**WHAT YOU WILL DO:** Would you please return the lines of the material that contain the word "response"?

=== DATA PROVIDED ===

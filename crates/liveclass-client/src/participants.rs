//! Participant manager.
//!
//! Adds and removes participants against a session. Every cache change
//! happens after the backend confirmed it; while a call is in flight the
//! repository carries a [`PendingChange`] for it instead.

use crate::errors::ClientError;
use crate::models::{AddParticipantsRequest, Participant, ParticipantRole};
use crate::repository::{PendingChange, SessionRepository};
use common::types::{ParticipantId, SessionId};
use tracing::{info, instrument, warn};

/// Result of an add request.
#[derive(Debug, Clone, PartialEq, Eq)]
pub enum AddOutcome {
    /// The input held no addresses; the backend was not called.
    Nothing,
    /// The participants the backend created.
    Added(Vec<Participant>),
}

impl AddOutcome {
    /// Participants created by this call.
    pub fn participants(&self) -> &[Participant] {
        match self {
            AddOutcome::Nothing => &[],
            AddOutcome::Added(participants) => participants,
        }
    }
}

/// Split a raw comma-separated address list.
///
/// Tokens are trimmed, empty tokens dropped, and repeats removed keeping the
/// first occurrence.
pub fn normalize_emails(raw: &str) -> Vec<String> {
    let mut emails: Vec<String> = Vec::new();
    for token in raw.split(',').map(str::trim).filter(|t| !t.is_empty()) {
        if !emails.iter().any(|e| e == token) {
            emails.push(token.to_string());
        }
    }
    emails
}

/// Orchestrates participant changes for sessions held in a repository.
#[derive(Debug, Clone)]
pub struct ParticipantManager {
    repository: SessionRepository,
}

impl ParticipantManager {
    pub fn new(repository: SessionRepository) -> Self {
        Self { repository }
    }

    /// Add every address in `emails_raw` with `role`.
    ///
    /// One batch call is made. A batch the backend partially rejects is
    /// passed through as it answered; nothing is reconciled per address.
    #[instrument(skip_all, fields(session_id = %session_id, role = %role))]
    pub async fn add_participants(
        &self,
        session_id: &SessionId,
        emails_raw: &str,
        role: ParticipantRole,
    ) -> Result<AddOutcome, ClientError> {
        let emails = normalize_emails(emails_raw);
        if emails.is_empty() {
            return Ok(AddOutcome::Nothing);
        }

        let _pending = self
            .repository
            .begin(session_id, PendingChange::AddingParticipants);
        let request = AddParticipantsRequest { emails, role };
        let created = self
            .repository
            .api()
            .add_participants(session_id, &request)
            .await
            .inspect_err(|e| {
                warn!(
                    target: "liveclass.participants",
                    error = %e,
                    "Failed to add participants"
                );
            })?;

        self.repository.merge_participants(session_id, &created);
        info!(
            target: "liveclass.participants",
            requested = request.emails.len(),
            added = created.len(),
            "Participants added"
        );
        Ok(AddOutcome::Added(created))
    }

    /// Remove one participant. The cache changes only after the backend
    /// confirmed the removal.
    #[instrument(skip_all, fields(session_id = %session_id, participant_id = %participant_id))]
    pub async fn remove_participant(
        &self,
        session_id: &SessionId,
        participant_id: &ParticipantId,
    ) -> Result<(), ClientError> {
        let _pending = self.repository.begin(
            session_id,
            PendingChange::RemovingParticipant(participant_id.clone()),
        );
        self.repository
            .api()
            .remove_participant(session_id, participant_id)
            .await
            .inspect_err(|e| {
                warn!(
                    target: "liveclass.participants",
                    error = %e,
                    "Failed to remove participant"
                );
            })?;

        self.repository.forget_participant(session_id, participant_id);
        info!(target: "liveclass.participants", "Participant removed");
        Ok(())
    }

    /// Ask the backend to e-mail every participant their join details.
    ///
    /// Returns the backend's confirmation text.
    #[instrument(skip_all, fields(session_id = %session_id))]
    pub async fn send_invites(&self, session_id: &SessionId) -> Result<String, ClientError> {
        let response = self.repository.api().send_invites(session_id).await?;
        info!(target: "liveclass.participants", detail = %response.detail, "Invitations sent");
        Ok(response.detail)
    }
}

/// The text a user is composing for an add request.
///
/// The buffer is cleared only when the add succeeds, so a failed request
/// leaves the input in place for another attempt.
#[derive(Debug, Clone, Default, PartialEq, Eq)]
pub struct InviteDraft {
    pub emails: String,
    pub role: ParticipantRole,
}

impl InviteDraft {
    pub fn new(emails: impl Into<String>, role: ParticipantRole) -> Self {
        Self {
            emails: emails.into(),
            role,
        }
    }

    /// Submit the draft through `manager`.
    pub async fn submit(
        &mut self,
        manager: &ParticipantManager,
        session_id: &SessionId,
    ) -> Result<AddOutcome, ClientError> {
        let outcome = manager
            .add_participants(session_id, &self.emails, self.role)
            .await?;
        if matches!(outcome, AddOutcome::Added(_)) {
            self.emails.clear();
        }
        Ok(outcome)
    }
}

#[cfg(test)]
#[allow(clippy::unwrap_used, clippy::expect_used, clippy::indexing_slicing)]
mod tests {
    use super::*;
    use crate::transport::MockSessionApi;
    use std::sync::Arc;
    use tokio_util::sync::CancellationToken;

    async fn setup() -> (Arc<MockSessionApi>, SessionRepository, ParticipantManager, SessionId) {
        let api = Arc::new(MockSessionApi::new());
        let repo = SessionRepository::new(api.clone());
        let session = repo.create("Algebra 101", None).await.unwrap();
        let manager = ParticipantManager::new(repo.clone());
        (api, repo, manager, session.id)
    }

    #[test]
    fn test_normalize_emails() {
        assert_eq!(
            normalize_emails(" a@x.com , b@y.com ,, "),
            vec!["a@x.com", "b@y.com"]
        );
        assert_eq!(normalize_emails("a@x.com,a@x.com"), vec!["a@x.com"]);
        assert!(normalize_emails(" , ,").is_empty());
        assert!(normalize_emails("").is_empty());
    }

    #[tokio::test]
    async fn test_empty_input_makes_no_call() {
        let (api, _repo, manager, id) = setup().await;
        let before = api.call_count().await;

        let outcome = manager
            .add_participants(&id, " ,, ", ParticipantRole::Student)
            .await
            .unwrap();

        assert_eq!(outcome, AddOutcome::Nothing);
        assert_eq!(api.call_count().await, before);
    }

    #[tokio::test]
    async fn test_add_appends_to_cache_in_order() {
        let (_api, repo, manager, id) = setup().await;

        manager
            .add_participants(&id, "a@x.com", ParticipantRole::Teacher)
            .await
            .unwrap();
        let outcome = manager
            .add_participants(&id, " b@y.com , c@z.com ", ParticipantRole::Student)
            .await
            .unwrap();

        assert_eq!(outcome.participants().len(), 2);
        let cached = repo.get(&id).unwrap();
        let emails: Vec<_> = cached.participants.iter().map(|p| p.email.as_str()).collect();
        assert_eq!(emails, vec!["a@x.com", "b@y.com", "c@z.com"]);
        assert_eq!(cached.participants[0].role, ParticipantRole::Teacher);
        assert!(repo.pending(&id).is_empty());
    }

    #[tokio::test]
    async fn test_failed_add_leaves_cache_untouched() {
        let (api, repo, manager, id) = setup().await;
        let before = repo.get(&id).unwrap();
        api.fail_next(ClientError::Transport {
            status: Some(500),
            body: "provider down".to_string(),
        })
        .await;

        let result = manager
            .add_participants(&id, "a@x.com", ParticipantRole::Student)
            .await;

        assert!(matches!(
            result,
            Err(ClientError::Transport {
                status: Some(500),
                ..
            })
        ));
        assert_eq!(repo.get(&id).unwrap(), before);
        assert!(repo.pending(&id).is_empty());
    }

    #[tokio::test]
    async fn test_remove_updates_cache_after_confirmation() {
        let (_api, repo, manager, id) = setup().await;
        let added = manager
            .add_participants(&id, "a@x.com,b@y.com", ParticipantRole::Student)
            .await
            .unwrap();
        let target = added.participants()[0].id.clone();

        manager.remove_participant(&id, &target).await.unwrap();

        let cached = repo.get(&id).unwrap();
        assert_eq!(cached.participants.len(), 1);
        assert!(cached.participants.iter().all(|p| p.id != target));
    }

    #[tokio::test]
    async fn test_failed_remove_keeps_participant() {
        let (api, repo, manager, id) = setup().await;
        let added = manager
            .add_participants(&id, "a@x.com", ParticipantRole::Student)
            .await
            .unwrap();
        let target = added.participants()[0].id.clone();
        api.fail_next(ClientError::Transport {
            status: Some(503),
            body: String::new(),
        })
        .await;

        assert!(manager.remove_participant(&id, &target).await.is_err());
        assert_eq!(repo.get(&id).unwrap().participants.len(), 1);
    }

    #[tokio::test]
    async fn test_removing_twice_propagates_backend_error() {
        let (_api, repo, manager, id) = setup().await;
        let added = manager
            .add_participants(&id, "a@x.com", ParticipantRole::Student)
            .await
            .unwrap();
        let target = added.participants()[0].id.clone();

        manager.remove_participant(&id, &target).await.unwrap();
        let second = manager.remove_participant(&id, &target).await;

        assert!(matches!(second, Err(ClientError::NotFound(_))));
        assert!(repo.get(&id).unwrap().participants.is_empty());
    }

    #[tokio::test]
    async fn test_send_invites_returns_detail() {
        let (_api, _repo, manager, id) = setup().await;
        manager
            .add_participants(&id, "a@x.com,b@y.com", ParticipantRole::Student)
            .await
            .unwrap();

        let detail = manager.send_invites(&id).await.unwrap();
        assert_eq!(detail, "Invitations sent to 2 participants");
    }

    #[tokio::test]
    async fn test_draft_clears_only_on_success() {
        let (api, repo, manager, id) = setup().await;
        let mut draft = InviteDraft::new("a@x.com, b@y.com", ParticipantRole::Student);

        api.fail_next(ClientError::network("connection reset")).await;
        assert!(draft.submit(&manager, &id).await.is_err());
        assert_eq!(draft.emails, "a@x.com, b@y.com");

        draft.submit(&manager, &id).await.unwrap();
        assert!(draft.emails.is_empty());

        let loaded = repo.load(&id, &CancellationToken::new()).await.unwrap();
        assert_eq!(loaded.participants.len(), 2);
        assert!(api.calls().await.contains(&"get_session"));
    }
}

===

**RESULT OF THIS TASK:**
        let response = self.repository.api().send_invites(session_id).await?;
        info!(target: "liveclass.participants", detail = %response.detail, "Invitations sent");
        Ok(response.detail)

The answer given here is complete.